___ Recorded data

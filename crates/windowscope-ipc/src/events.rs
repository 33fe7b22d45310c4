//! Events sent from the engine to the viewer.

use crate::frame::Frame;
use crate::state::{EngineState, EngineStatus};
use crate::types::{CaptureMethod, FailureKind};

/// Events that a capture engine publishes, in tick order.
#[derive(Debug, Clone)]
pub enum EngineEvent {
    /// A cropped frame is ready.
    FrameCaptured {
        /// The cropped image.
        frame: Frame,

        /// Delivery number, 1 for the first frame of the engine.
        sequence: u64,
    },

    /// Measured frame rate changed.
    FpsUpdated(f32),

    /// A different strategy produced this tick's frame.
    MethodChanged(CaptureMethod),

    /// Capture has been failing past the escalation threshold.
    CaptureFailed {
        /// Classification of the failure.
        kind: FailureKind,

        /// User-facing diagnostic.
        message: String,
    },

    /// Engine lifecycle state has changed.
    StateChanged {
        previous: EngineState,
        current: EngineState,
    },

    /// Reply to a status request.
    Status(EngineStatus),

    /// The command loop has exited.
    Shutdown,
}

impl EngineEvent {
    /// Build a capture-failed event with the standard diagnostic.
    pub fn capture_failed(kind: FailureKind) -> Self {
        Self::CaptureFailed {
            kind,
            message: kind.message().to_string(),
        }
    }

    /// Short name used in logs.
    pub fn name(&self) -> &'static str {
        match self {
            Self::FrameCaptured { .. } => "FrameCaptured",
            Self::FpsUpdated(_) => "FpsUpdated",
            Self::MethodChanged(_) => "MethodChanged",
            Self::CaptureFailed { .. } => "CaptureFailed",
            Self::StateChanged { .. } => "StateChanged",
            Self::Status(_) => "Status",
            Self::Shutdown => "Shutdown",
        }
    }

    /// Whether a later tick supersedes this event, so it may be dropped
    /// when the viewer falls behind.
    pub fn is_droppable(&self) -> bool {
        matches!(
            self,
            Self::FrameCaptured { .. } | Self::FpsUpdated(_) | Self::CaptureFailed { .. }
        )
    }
}
//! Consecutive-failure tracking and escalation.

use windowscope_ipc::FailureKind;

/// Counts failed ticks since the last success and decides when a failure
/// becomes persistent enough to show the user.
///
/// Failures up to the threshold are silent. Every failing tick past it is
/// classified, so the viewer always reflects the current cause.
#[derive(Debug, Clone)]
pub struct FailureClassifier {
    threshold: u32,
    consecutive: u32,
}

impl FailureClassifier {
    /// Create a classifier that escalates after `threshold` failures.
    pub fn new(threshold: u32) -> Self {
        Self {
            threshold,
            consecutive: 0,
        }
    }

    /// Count a failed tick and return the new total.
    pub fn record_failure(&mut self) -> u32 {
        self.consecutive = self.consecutive.saturating_add(1);
        self.consecutive
    }

    /// Reset after a successful tick, returning how many failures preceded it.
    pub fn record_success(&mut self) -> u32 {
        std::mem::take(&mut self.consecutive)
    }

    /// Failed ticks since the last success.
    pub fn consecutive(&self) -> u32 {
        self.consecutive
    }

    pub fn threshold(&self) -> u32 {
        self.threshold
    }

    /// Whether failures have passed the threshold.
    pub fn is_escalated(&self) -> bool {
        self.consecutive > self.threshold
    }

    /// Classify the current failure streak.
    ///
    /// `is_minimized` is only queried once the streak is past the threshold.
    pub fn classify(&self, is_minimized: impl FnOnce() -> bool) -> Option<FailureKind> {
        if !self.is_escalated() {
            return None;
        }

        if is_minimized() {
            Some(FailureKind::TargetMinimized)
        } else {
            Some(FailureKind::RepeatedFailure)
        }
    }
}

______

Required work:
Copy verbatim, from the listing above, each line from the one containing "when a failure" down to the one containing "past the threshold.", inclusive.

Solution below:
/// Counts failed ticks since the last success and decides when a failure
/// becomes persistent enough to show the user.
///
/// Failures up to the threshold are silent. Every failing tick past it is
/// classified, so the viewer always reflects the current cause.
#[derive(Debug, Clone)]
pub struct FailureClassifier {
    threshold: u32,
    consecutive: u32,
}

impl FailureClassifier {
    /// Create a classifier that escalates after `threshold` failures.
    pub fn new(threshold: u32) -> Self {
        Self {
            threshold,
            consecutive: 0,
        }
    }

    /// Count a failed tick and return the new total.
    pub fn record_failure(&mut self) -> u32 {
        self.consecutive = self.consecutive.saturating_add(1);
        self.consecutive
    }

    /// Reset after a successful tick, returning how many failures preceded it.
    pub fn record_success(&mut self) -> u32 {
        std::mem::take(&mut self.consecutive)
    }

    /// Failed ticks since the last success.
    pub fn consecutive(&self) -> u32 {
        self.consecutive
    }

    pub fn threshold(&self) -> u32 {
        self.threshold
    }

    /// Whether failures have passed the threshold.
    pub fn is_escalated(&self) -> bool {
        self.consecutive > self.threshold
    }

    /// Classify the current failure streak.
    ///
    /// `is_minimized` is only queried once the streak is past the threshold.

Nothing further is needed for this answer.